Linuxville is such an interesting place, every knook and kranny has details and depths to explore. Besides being able to take it with you (live-CD's), you can as if you had a computer in your computer, run a second OS to see if the grass is greener. It is called a virtual machine and it is all the rage. There are realities in running virtual machines called sharing resources. So, if you only have 512MB of memory, you would use 256MB of it to run the other operating system. That other operating system would appear to be just another application running but would "Virtually" be another computer (with less resources) running at the same time as your main OS. The effect is that things respond slower depending upon the load. It is not that bad if you have a lot of memory and a higher CPU speed. So, why on earth would you want to do this madness? What is the reason you might want more than one OS anyway?? Well, if the Wine emulator isn't working for you, you could install MS Windows as a virtual machine and run window's apps. Or like I said you could see if other Linux distros are better than what you have now. It is actually more cool because you don't have to burn a CD, just download the ISO file and run it virtually.

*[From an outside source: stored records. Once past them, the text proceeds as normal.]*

//! Wire Models
//!
//! Request and response shapes shared between the orchestration layer
//! and the aggregator API adapter. Amounts travel as base-unit strings
//! to avoid precision loss; `eip712` documents stay opaque JSON and are
//! echoed back exactly as received.

use serde::{Deserialize, Serialize};
use serde_json::Value;
use std::fmt;

use crate::domain::signature::SubmitSignature;

/// Query parameters for the price and quote endpoints.
///
/// Exactly one of `sell_amount`/`buy_amount` is set; the constructors
/// enforce it.
#[derive(Debug, Clone, PartialEq)]
pub struct PriceParams {
    pub chain_id: u64,
    pub sell_token: String,
    pub buy_token: String,
    pub sell_amount: Option<u128>,
    pub buy_amount: Option<u128>,
    pub taker: Option<String>,
    pub slippage_percentage: Option<f64>,
    pub check_approval: bool,
}

impl PriceParams {
    /// Price a swap by the amount being sold.
    pub fn sell(chain_id: u64, sell_token: &str, buy_token: &str, sell_amount: u128) -> Self {
        Self {
            chain_id,
            sell_token: sell_token.to_string(),
            buy_token: buy_token.to_string(),
            sell_amount: Some(sell_amount),
            buy_amount: None,
            taker: None,
            slippage_percentage: None,
            check_approval: false,
        }
    }

    /// Price a swap by the amount being bought.
    pub fn buy(chain_id: u64, sell_token: &str, buy_token: &str, buy_amount: u128) -> Self {
        Self {
            buy_amount: Some(buy_amount),
            sell_amount: None,
            ..Self::sell(chain_id, sell_token, buy_token, 0)
        }
    }

    pub fn with_taker(mut self, taker: &str) -> Self {
        self.taker = Some(taker.to_string());
        self
    }

    pub fn with_slippage(mut self, percentage: f64) -> Self {
        self.slippage_percentage = Some(percentage);
        self
    }

    pub fn with_approval_check(mut self) -> Self {
        self.check_approval = true;
        self
    }

    /// Render as query pairs, leaving unset options out entirely.
    pub fn to_query(&self) -> Vec<(String, String)> {
        let mut query = vec![
            ("chainId".to_string(), self.chain_id.to_string()),
            ("sellToken".to_string(), self.sell_token.clone()),
            ("buyToken".to_string(), self.buy_token.clone()),
        ];

        if let Some(amount) = self.sell_amount {
            query.push(("sellAmount".to_string(), amount.to_string()));
        }
        if let Some(amount) = self.buy_amount {
            query.push(("buyAmount".to_string(), amount.to_string()));
        }
        if let Some(ref taker) = self.taker {
            query.push(("taker".to_string(), taker.clone()));
        }
        if let Some(slippage) = self.slippage_percentage {
            query.push(("slippagePercentage".to_string(), slippage.to_string()));
        }
        if self.check_approval {
            query.push(("checkApproval".to_string(), "true".to_string()));
        }

        query
    }
}

/// Allowance problem reported by the API for the taker
#[derive(Debug, Clone, PartialEq, Serialize, Deserialize)]
#[serde(rename_all = "camelCase")]
pub struct AllowanceIssue {
    /// Current allowance, base units
    #[serde(default)]
    pub actual: Option<String>,
    /// Contract that needs the allowance
    #[serde(default)]
    pub spender: Option<String>,
}

/// Validation issues attached to a price or quote
#[derive(Debug, Clone, Default, PartialEq, Serialize, Deserialize)]
pub struct Issues {
    /// Present when the taker's allowance is insufficient
    #[serde(default)]
    pub allowance: Option<AllowanceIssue>,
}

/// Response of the indicative price endpoint
#[derive(Debug, Clone, Default, PartialEq, Serialize, Deserialize)]
#[serde(rename_all = "camelCase")]
pub struct PriceResponse {
    #[serde(default)]
    pub price: Option<String>,
    #[serde(default)]
    pub buy_amount: String,
    #[serde(default)]
    pub sell_amount: String,
    /// Absent counts as unavailable
    #[serde(default)]
    pub liquidity_available: bool,
    #[serde(default)]
    pub allowance_target: Option<String>,
    #[serde(default)]
    pub fees: Option<Value>,
    #[serde(default)]
    pub sources: Option<Value>,
    #[serde(default)]
    pub issues: Issues,
}

/// A signable object from a quote: opaque typed data plus its variant tag
#[derive(Debug, Clone, PartialEq, Serialize, Deserialize)]
pub struct SignableEnvelope {
    /// Settlement variant, e.g. "metatransaction_v2"; echoed back verbatim
    #[serde(rename = "type")]
    pub kind: String,
    #[serde(default)]
    pub hash: Option<String>,
    /// Full typed-data document: types/domain/message/primaryType
    pub eip712: Value,
}

impl SignableEnvelope {
    /// Pair the envelope with its signature for submission.
    pub fn into_signed(self, signature: SubmitSignature) -> SignedEnvelope {
        SignedEnvelope {
            kind: self.kind,
            eip712: self.eip712,
            signature,
        }
    }
}

/// Response of the firm quote endpoint
#[derive(Debug, Clone, Default, PartialEq, Serialize, Deserialize)]
#[serde(rename_all = "camelCase")]
pub struct QuoteResponse {
    #[serde(default)]
    pub price: Option<String>,
    #[serde(default)]
    pub buy_amount: String,
    #[serde(default)]
    pub sell_amount: String,
    #[serde(default)]
    pub liquidity_available: bool,
    #[serde(default)]
    pub allowance_target: Option<String>,
    #[serde(default)]
    pub issues: Issues,
    /// Gasless approval envelope; present only when the token supports it
    #[serde(default)]
    pub approval: Option<SignableEnvelope>,
    /// The swap itself; always present on a valid firm quote
    #[serde(default)]
    pub trade: Option<SignableEnvelope>,
    /// Permit2 envelope for the non-gasless settlement path
    #[serde(default)]
    pub permit2: Option<SignableEnvelope>,
}

/// A signed envelope as embedded in the submission body
#[derive(Debug, Clone, PartialEq, Serialize, Deserialize)]
pub struct SignedEnvelope {
    #[serde(rename = "type")]
    pub kind: String,
    pub eip712: Value,
    pub signature: SubmitSignature,
}

/// Body of the submit endpoint
#[derive(Debug, Clone, PartialEq, Serialize, Deserialize)]
#[serde(rename_all = "camelCase")]
pub struct SubmitRequest {
    pub trade: SignedEnvelope,
    #[serde(default, skip_serializing_if = "Option::is_none")]
    pub approval: Option<SignedEnvelope>,
    pub chain_id: u64,
}

/// Response of the submit endpoint
#[derive(Debug, Clone, PartialEq, Serialize, Deserialize)]
#[serde(rename_all = "camelCase")]
pub struct SubmitResponse {
    pub trade_hash: String,
    #[serde(default, rename = "type")]
    pub kind: Option<String>,
}

/// Trade execution status reported by the status endpoint
#[derive(Debug, Clone, Copy, PartialEq, Eq, Serialize, Deserialize)]
#[serde(rename_all = "lowercase")]
pub enum TradeStatus {
    Pending,
    Submitted,
    Succeeded,
    Confirmed,
    Failed,
    #[serde(other)]
    Unknown,
}

impl TradeStatus {
    /// Both success spellings are terminal; unknown statuses keep the
    /// poll alive.
    pub fn is_terminal_success(&self) -> bool {
        matches!(self, TradeStatus::Succeeded | TradeStatus::Confirmed)
    }
}

/// Mined transaction reference from the status endpoint
#[derive(Debug, Clone, PartialEq, Serialize, Deserialize)]
pub struct StatusTransaction {
    pub hash: String,
    #[serde(default)]
    pub timestamp: Option<u64>,
}

/// Response of the status endpoint
#[derive(Debug, Clone, PartialEq, Serialize, Deserialize)]
#[serde(rename_all = "camelCase")]
pub struct StatusResponse {
    pub status: TradeStatus,
    #[serde(default)]
    pub transactions: Vec<StatusTransaction>,
    #[serde(default)]
    pub approval_transactions: Option<Vec<StatusTransaction>>,
    #[serde(default)]
    pub reason: Option<String>,
}

impl StatusResponse {
    /// Decode the failure reason, preserving unknown codes verbatim.
    pub fn failure_reason(&self) -> Option<FailureReason> {
        self.reason.as_deref().map(FailureReason::from_code)
    }
}

/// Closed set of terminal failure codes from the settlement service
#[derive(Debug, Clone, PartialEq, Eq)]
pub enum FailureReason {
    SimulationFailed,
    OrderExpired,
    MarketMakerDeclined,
    Reverted,
    SignatureError,
    InternalError,
    Unknown(String),
}

impl FailureReason {
    pub fn from_code(code: &str) -> Self {
        match code {
            "simulation_failed" => FailureReason::SimulationFailed,
            "order_expired" => FailureReason::OrderExpired,
            "market_maker_declined" => FailureReason::MarketMakerDeclined,
            "reverted" => FailureReason::Reverted,
            "signature_error" => FailureReason::SignatureError,
            "internal_error" => FailureReason::InternalError,
            other => FailureReason::Unknown(other.to_string()),
        }
    }

    pub fn as_code(&self) -> &str {
        match self {
            FailureReason::SimulationFailed => "simulation_failed",
            FailureReason::OrderExpired => "order_expired",
            FailureReason::MarketMakerDeclined => "market_maker_declined",
            FailureReason::Reverted => "reverted",
            FailureReason::SignatureError => "signature_error",
            FailureReason::InternalError => "internal_error",
            FailureReason::Unknown(code) => code,
        }
    }
}

impl fmt::Display for FailureReason {
    fn fmt(&self, f: &mut fmt::Formatter<'_>) -> fmt::Result {
        write!(f, "{}", self.as_code())
    }
}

Virtual Machine software comes in various packages and depends upon your distro if you can easily use them. VMware is probably the oldest, most well known, then there is VirtualBox which is new and very nice to use. It is a wrestling match to install Virtualbox in Mepis but I will make the effort and tell you all about it. What I am using now is Qemu and it is so slow as I only have 512MB of memory and using KDE eats up a lot of that. But, Qemu is very easy to use. OK, here is one thing in Linux I really want and virtual machines is a big part of it. I want one application that allows me to play or view all the media files on my system. The separate programs are wonderful, but one "front-end" to manage and view it all would be great. I have raved before about Elisa Media Center as being a good looking application for this purpose. I have had terrible luck installing and getting it to run on my Mepis system, no problem in Xubuntu. I have discovered a few more apps that will do the job. They happen to be mini-Linux distros. The first one is called Geexbox. It has quirks but works on my system. Then there is LIMP which also works and Womp which works too. These distros are tiny and are just meant for playing media. I will have to see if they are fit for my needs as I don't need them to stream video or drive a TV tuner card, just view and play what I already have on my computer. Then to have the ability to use or play with all those small Linux distros is great fun. DSL or Damn Small Linux, Wolvix and Puppy Linux and several more are all great to explore. I can save my CD's for permanent collections. Those big distros I'd rather just use the live-CD, they seem to run better. The bottom line is that having as much system memory as you can afford is useful for any OS. Use older hardware if you must but realize how hard it is to support it. You will end up running older versions of Linux to do the job. Please let go of your 8088 and your 386, even 486 cpu's are a trial to support! I would consider a serious upgrade if your stuff is hitting 6 to 8 years old. Then you can enjoy all the modern gadgets and widgets.
Here is another edition of "Linux Truths", this time with a question attached. There is no one Linux that does it all because developer groups tend to focus on certain out comes, so that you can have an out-of-the-box experience. Which Linux distros seems to have the most extensive assortment of popular applications in their repositories, allow app installation without extra steps and have all this without resorting to a DVD size ISO? I ask this because .deb's compiled for one distro might not work in another. Is there a distro that has the depth and breath? Don't say Debian because I know of many applications I can't find in Debian, you have to compile them from source yourself to run in Debian. Ultimately compiling source code allows you to have custom distros. That is the very mechanism that makes software run in your distro, on your computer, specifically. To have software compiled to the "Debian" standard is a general specification. If Ubuntu, based on Debian, is designed differently than Debian, you can't actually expect all software compiled for Ubuntu to run on Debian and vice-versa. The differences might be small, but are just enough for stuff to not install or run. This is why distros usually stock repositories with software compiled to run in their distro. Same source but compiled to run in a different situation. I want to tell all you standardization cheerleaders that it is not a Linux flaw, it's a feature. This is why the same "Linux" can run on so many different types of hardware.
Does this take the fun out of Linux, no, we just see what other folks are using and experiencing. Then we try it, if we have problems or success we share it, voice it, blog it for others to be warned or encouraged. In Linuxville we call that community!!